Hello, Everyone. it has been a while since I posted here. But, I thought you would enjoy Corbin's latest post:
"An inherited responsibility. After leaving my mom's house over the weekend I didn't really feel it, but I suspect she had the final word by pinning notes on my back -sending her son into the world with lessons to take with me as I move forward. As in life, in death she somehow found a way to share more great prescriptions for living. I didn't feel her doing it of course, but quickly became aware of their presence.
On Monday I was feeling rather extraordinary. Some weights lifting, the clearing and dispersion of her physical world coming to an end... a bright future ahead. And the sun was indeed shining, a fine autumn Southern California day, cool and sunny. I was about to meet new representatives who showed an enthusiasm to help me on the next legs of my career, both as an actor and writer/director. All great stuff. On the way to the meeting - I was a bit early - I wandered into a store and saw a magnificent suede coat. Tried it on. "Loose those ten pounds you vowed to do yesterday and this thing will look fantastic! Go ahead, but it. Price is a little hefty, but heck, you deserve it, you've worked hard all year, splurge. Beat... beat... beat...
Then that whisper in my ear, or rather one of those notes pinned to my back came alive... "You don't need it. Yes, it looks great, but really you can do without this." Mom? I took it off and laid it aside... actually hid it amongst the racks - it was the last one - so I could go to my meeting and then on my way back to my car afterward I could "consider it again." Fantastic meeting.
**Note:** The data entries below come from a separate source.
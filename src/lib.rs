//! Shared library for `NuEnroll`
//! Consolidates per-semester enrollment CSVs into SQLite and answers
//! enrollment, popularity, and search queries over the result.

pub mod config;
pub mod core;
pub mod logger;

pub use crate::core::get_version;
//! Configuration module for `NuEnroll`

use serde::{Deserialize, Serialize};
use std::fmt;
use std::fs;
use std::path::PathBuf;

use crate::core::aggregate::DEFAULT_THRESHOLD;

/// Default CLI configuration loaded based on build profile.
/// Uses release defaults in release mode, debug defaults in debug mode.
#[cfg(not(debug_assertions))]
const CONFIG_DEFAULTS: &str = include_str!("../assets/DefaultCLIConfigRelease.toml");

#[cfg(debug_assertions)]
const CONFIG_DEFAULTS: &str = include_str!("../assets/DefaultCLIConfigDebug.toml");

#[cfg(not(debug_assertions))]
const CONFIG_FILE_NAME: &str = "config.toml";

#[cfg(debug_assertions)]
const CONFIG_FILE_NAME: &str = "dconfig.toml";

/// Placeholder expanded to the config directory in path-like values
const DIR_VARIABLE: &str = "$NU_ENROLL";

/// Logging configuration
#[derive(Debug, Clone, Default, Serialize, Deserialize)]
pub struct LoggingConfig {
    /// Log level (error, warn, info, debug)
    #[serde(default)]
    pub level: String,
    /// Log file path
    #[serde(default)]
    pub file: String,
    /// Enable verbose output
    #[serde(default)]
    pub verbose: bool,
}

/// Backing store configuration
#[derive(Debug, Clone, Default, Serialize, Deserialize)]
pub struct StoreConfig {
    /// Path of the SQLite database file
    #[serde(default)]
    pub path: String,
}

/// Paths configuration
#[derive(Debug, Clone, Default, Serialize, Deserialize)]
pub struct PathsConfig {
    /// Directory scanned for per-semester CSV files
    #[serde(default)]
    pub data_dir: String,
    /// Directory for exported view files
    #[serde(default)]
    pub reports_dir: String,
}

/// Query defaults
#[derive(Debug, Clone, Serialize, Deserialize)]
pub struct QueryConfig {
    /// Minimum total enrollment for a course to appear in aggregate views
    #[serde(default = "default_threshold")]
    pub threshold: i64,
}

impl Default for QueryConfig {
    fn default() -> Self {
        Self {
            threshold: DEFAULT_THRESHOLD,
        }
    }
}

const fn default_threshold() -> i64 {
    DEFAULT_THRESHOLD
}

/// Main configuration structure
#[derive(Debug, Clone, Default, Serialize, Deserialize)]
pub struct Config {
    /// Logging settings
    pub logging: LoggingConfig,
    /// Store settings
    #[serde(default)]
    pub store: StoreConfig,
    /// Path settings
    #[serde(default)]
    pub paths: PathsConfig,
    /// Query settings
    #[serde(default)]
    pub query: QueryConfig,
}

/// Optional CLI overrides for configuration values
#[derive(Debug, Clone, Default)]
pub struct ConfigOverrides {
    /// Override logging level
    pub level: Option<String>,
    /// Override log file path
    pub file: Option<String>,
    /// Override verbose flag
    pub verbose: Option<bool>,
    /// Override store path
    pub store: Option<String>,
    /// Override data directory
    pub data_dir: Option<String>,
    /// Override reports directory
    pub reports_dir: Option<String>,
}

impl Config {
    /// Get the `$NU_ENROLL` directory path
    ///
    /// Returns:
    /// - Linux: `~/.config/nuenroll`
    /// - macOS: `~/Library/Application Support/nuenroll`
    /// - Windows: `%APPDATA%\nuenroll`
    #[must_use]
    pub fn get_nuenroll_dir() -> PathBuf {
        dirs::config_dir()
            .unwrap_or_else(|| PathBuf::from("."))
            .join("nuenroll")
    }

    /// Merge missing fields from defaults into this config
    ///
    /// Only fields that are empty in the current config and non-empty in
    /// defaults are updated, so upgrades pick up new keys without touching
    /// user settings.
    ///
    /// # Returns
    ///
    /// `true` if any fields were added/changed, `false` otherwise
    #[allow(clippy::useless_let_if_seq)]
    pub fn merge_defaults(&mut self, defaults: &Self) -> bool {
        let mut changed = false;

        if self.logging.level.is_empty() && !defaults.logging.level.is_empty() {
            self.logging.level.clone_from(&defaults.logging.level);
            changed = true;
        }
        if self.logging.file.is_empty() && !defaults.logging.file.is_empty() {
            self.logging.file.clone_from(&defaults.logging.file);
            changed = true;
        }

        if self.store.path.is_empty() && !defaults.store.path.is_empty() {
            self.store.path.clone_from(&defaults.store.path);
            changed = true;
        }

        if self.paths.data_dir.is_empty() && !defaults.paths.data_dir.is_empty() {
            self.paths.data_dir.clone_from(&defaults.paths.data_dir);
            changed = true;
        }
        if self.paths.reports_dir.is_empty() && !defaults.paths.reports_dir.is_empty() {
            self.paths
                .reports_dir
                .clone_from(&defaults.paths.reports_dir);
            changed = true;
        }

        changed
    }

    /// Apply CLI-provided overrides onto the loaded configuration
    ///
    /// Overrides last for this run only; the config file is not modified.
    /// Only non-`None` values replace config values.
    ///
    /// # Examples
    ///
    /// ```ignore
    /// let mut config = Config::load();
    /// let overrides = ConfigOverrides {
    ///     store: Some("/tmp/classes.db".to_string()),
    ///     ..Default::default()
    /// };
    /// config.apply_overrides(&overrides);
    /// ```
    pub fn apply_overrides(&mut self, overrides: &ConfigOverrides) {
        if let Some(level) = &overrides.level {
            self.logging.level.clone_from(level);
        }
        if let Some(file) = &overrides.file {
            self.logging.file.clone_from(file);
        }
        if let Some(verbose) = overrides.verbose {
            self.logging.verbose = verbose;
        }

        if let Some(store) = &overrides.store {
            self.store.path.clone_from(store);
        }

        if let Some(data_dir) = &overrides.data_dir {
            self.paths.data_dir.clone_from(data_dir);
        }
        if let Some(reports_dir) = &overrides.reports_dir {
            self.paths.reports_dir.clone_from(reports_dir);
        }
    }

    /// Get the user config file path
    ///
    /// `config.toml` for release builds, `dconfig.toml` for debug builds,
    /// inside [`get_nuenroll_dir`].
    ///
    /// [`get_nuenroll_dir`]: Self::get_nuenroll_dir
    #[must_use]
    pub fn get_config_file_path() -> PathBuf {
        Self::get_nuenroll_dir().join(CONFIG_FILE_NAME)
    }

    /// Expand `$NU_ENROLL` variable in a string
    #[must_use]
    fn expand_variables(value: &str) -> String {
        if value.contains(DIR_VARIABLE) {
            let nuenroll_dir = Self::get_nuenroll_dir();
            value.replace(DIR_VARIABLE, nuenroll_dir.to_str().unwrap_or("."))
        } else {
            value.to_string()
        }
    }

    /// Initialize config from a TOML string
    ///
    /// Missing fields use their serde defaults and `$NU_ENROLL` is expanded
    /// in every path-like value.
    ///
    /// # Errors
    ///
    /// Returns an error if the TOML cannot be parsed or doesn't match the expected schema
    pub fn from_toml(toml_str: &str) -> Result<Self, toml::de::Error> {
        let mut config: Self = toml::from_str(toml_str)?;

        config.logging.file = Self::expand_variables(&config.logging.file);
        config.store.path = Self::expand_variables(&config.store.path);
        config.paths.data_dir = Self::expand_variables(&config.paths.data_dir);
        config.paths.reports_dir = Self::expand_variables(&config.paths.reports_dir);

        Ok(config)
    }

    /// Load configuration from embedded defaults
    ///
    /// # Panics
    /// Panics if the embedded default configuration is invalid TOML. The
    /// defaults are compiled into the binary and covered by tests.
    #[must_use]
    pub fn from_defaults() -> Self {
        Self::from_toml(CONFIG_DEFAULTS).expect("Failed to parse compiled-in default configuration")
    }

    /// Load configuration from file, or create from defaults if not found
    ///
    /// - If the config file exists: loads it, merges missing fields from
    ///   defaults and saves the result when something was added
    /// - Otherwise (first run): writes the defaults to the config file
    ///
    /// Falls back to defaults if anything goes wrong along the way.
    #[must_use]
    pub fn load() -> Self {
        let config_file = Self::get_config_file_path();
        let defaults = Self::from_defaults();

        if config_file.exists() {
            if let Ok(content) = fs::read_to_string(&config_file) {
                if let Ok(mut config) = Self::from_toml(&content) {
                    if config.merge_defaults(&defaults) {
                        let _ = config.save();
                    }
                    return config;
                }
            }
        } else {
            if let Some(parent) = config_file.parent() {
                let _ = fs::create_dir_all(parent);
            }
            let _ = defaults.save();
            return defaults;
        }

        defaults
    }

    /// Save configuration to file
    ///
    /// # Errors
    /// Returns an error if the config directory cannot be created or the
    /// file cannot be written
    pub fn save(&self) -> Result<(), Box<dyn std::error::Error>> {
        let config_file = Self::get_config_file_path();
        if let Some(parent) = config_file.parent() {
            fs::create_dir_all(parent)?;
        }
        let toml_str = toml::to_string_pretty(self)?;
        fs::write(&config_file, toml_str)?;
        Ok(())
    }

    /// Get a configuration value by key
    ///
    /// Supported keys: `level`, `file`, `verbose`, `store`, `data_dir`,
    /// `reports_dir`, `threshold`. Dashed spellings of the path keys are
    /// accepted too.
    #[must_use]
    pub fn get(&self, key: &str) -> Option<String> {
        match key {
            "level" => Some(self.logging.level.clone()),
            "file" => Some(self.logging.file.clone()),
            "verbose" => Some(self.logging.verbose.to_string()),
            "store" => Some(self.store.path.clone()),
            "data_dir" | "data-dir" => Some(self.paths.data_dir.clone()),
            "reports_dir" | "reports-dir" => Some(self.paths.reports_dir.clone()),
            "threshold" => Some(self.query.threshold.to_string()),
            _ => None,
        }
    }

    /// Set a configuration value by key
    ///
    /// Updates the in-memory config only; call [`save()`](Config::save) to persist.
    ///
    /// # Errors
    /// Returns an error if the key is unknown or the value cannot be parsed
    /// (e.g. "maybe" for `verbose`, "-3" for `threshold`)
    pub fn set(&mut self, key: &str, value: &str) -> Result<(), String> {
        match key {
            "level" => self.logging.level = value.to_string(),
            "file" => self.logging.file = value.to_string(),
            "verbose" => {
                self.logging.verbose = value
                    .parse::<bool>()
                    .map_err(|_| format!("Invalid boolean value for 'verbose': '{value}'"))?;
            }
            "store" => self.store.path = value.to_string(),
            "data_dir" | "data-dir" => self.paths.data_dir = value.to_string(),
            "reports_dir" | "reports-dir" => self.paths.reports_dir = value.to_string(),
            "threshold" => {
                self.query.threshold = value
                    .parse::<i64>()
                    .ok()
                    .filter(|t| *t >= 0)
                    .ok_or_else(|| format!("Invalid threshold: '{value}'"))?;
            }
            _ => return Err(format!("Unknown config key: '{key}'")),
        }
        Ok(())
    }

    /// Unset a configuration value by key (reset to default)
    ///
    /// # Errors
    /// Returns an error if the key is not recognized.
    pub fn unset(&mut self, key: &str, defaults: &Self) -> Result<(), String> {
        match key {
            "level" => self.logging.level.clone_from(&defaults.logging.level),
            "file" => self.logging.file.clone_from(&defaults.logging.file),
            "verbose" => self.logging.verbose = defaults.logging.verbose,
            "store" => self.store.path.clone_from(&defaults.store.path),
            "data_dir" | "data-dir" => self.paths.data_dir.clone_from(&defaults.paths.data_dir),
            "reports_dir" | "reports-dir" => self
                .paths
                .reports_dir
                .clone_from(&defaults.paths.reports_dir),
            "threshold" => self.query.threshold = defaults.query.threshold,
            _ => return Err(format!("Unknown config key: '{key}'")),
        }
        Ok(())
    }

    /// Reset all configuration to defaults
    ///
    /// Deletes the configuration file so the next [`load()`](Config::load)
    /// recreates it. Succeeds if there is no file.
    ///
    /// # Errors
    /// Returns an error if the config file exists but cannot be deleted
    pub fn reset() -> Result<(), std::io::Error> {
        let config_file = Self::get_config_file_path();
        if config_file.exists() {
            fs::remove_file(config_file)?;
        }
        Ok(())
    }
}

impl fmt::Display for Config {
    fn fmt(&self, f: &mut fmt::Formatter<'_>) -> fmt::Result {
        writeln!(f, "[logging]")?;
        writeln!(f, "  level = \"{}\"", self.logging.level)?;
        writeln!(f, "  file = \"{}\"", self.logging.file)?;
        writeln!(f, "  verbose = {}", self.logging.verbose)?;

        writeln!(f, "\n[store]")?;
        writeln!(f, "  path = \"{}\"", self.store.path)?;

        writeln!(f, "\n[paths]")?;
        writeln!(f, "  data_dir = \"{}\"", self.paths.data_dir)?;
        writeln!(f, "  reports_dir = \"{}\"", self.paths.reports_dir)?;

        writeln!(f, "\n[query]")?;
        writeln!(f, "  threshold = {}", self.query.threshold)?;

        Ok(())
    }
}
Yes! I want that coat! I marched back to the store and found it undisturbed right where I hid it and tried it on again. Wow! Now I really want it. I think I actually started for my wallet and then suddenly stopped. That voice again. This time CLEAR - my mom. Inherited responsibility. Those are the words I heard but honestly didn't understand. INHERITED RESPONSIBILITY. "Don't buy it. Put it down and walk away. You do not need this. You still have kids in school and don't fool yourself. Sure, you can afford it and yes, you met new representatives, but there are no guarantees... And really, you have plenty of fine coats." Mom? Absolutely.
LET ME BUILD THE STORY HERE...
My mother worked hard her entire life and made a fine, still modest living compared to many others in the industry. (Hollywood) She lived a relatively modest life without all the perks and obsessions one assumes we in "Hollywood" always have. She did however manage to always earn just enough through hard work and shear determination to ALWAYS be there for us, her children and grandchildren if any of us came up a few bucks short. (You could say we were her obsession.) She was extremely generous in that way - always there if one of us needed to get past a shortfall. When she died she also left us each a modest gift. Astonishing really, considering she did this alone, on a Soap Opera where actors don't normally make what others on Prime Time TV or in movies make. Soap Actors work harder than anyone I know; longer hours, more days, for less pay. Not bad pay, to be honest and yes, often well above your average income, but still, not what one usually assumes is the case. But she did work hard and was not only able to help us but actually save a small amount which she shared generously with all of us upon her passing.
I had decided, well before she passed, that "death money" was something I'm not comfortable with, no matter who it comes from. And I never planned my future based on it. So it goes with my mom. Yet, there it was, a little chunk of change to do "something with." For me, it meant a little more freedom in selection of TV and Film projects yet the ability to maintain the high cost of education for my children. Nice way to use the gift. And yes, a few things around the house that always needed "a few extra bucks."
What the money DID NOT MEAN was a "suede coat that I didn't need just because I was feeling good on a bright, sunny day!" The note pinned to my back shouted out loud and clear now... you have an "Inherited Responsibility." Not just about money but ALL THINGS! From the lessons and wisdom she passed on to me, to the "things," and yes the money left to me, I have now "inherited a responsibility" that comes with those gifts, those treasures, those wisdoms.
So what does it all mean?
I will continue here, with you, and in my films to convey her wisdoms that so many around her benefited greatly from. I will continue to tell her stories. I will continue to focus on family and community. I will continue to march for love and point to a higher power (God - for me) as a way to get there. And yes, I will begin to practice a restraint that isn't always natural to me and sort out what I "want" from what I "need." A suede coat... beautiful. But is it being responsible with the gifts left to me, those I inherited from my mom... absolutely not.
I put the suede coat back on the rack, in open viewing for others to purchase and walked out of the store, lighter and better for it. The sun still shone and the crisp air felt more alive than ever."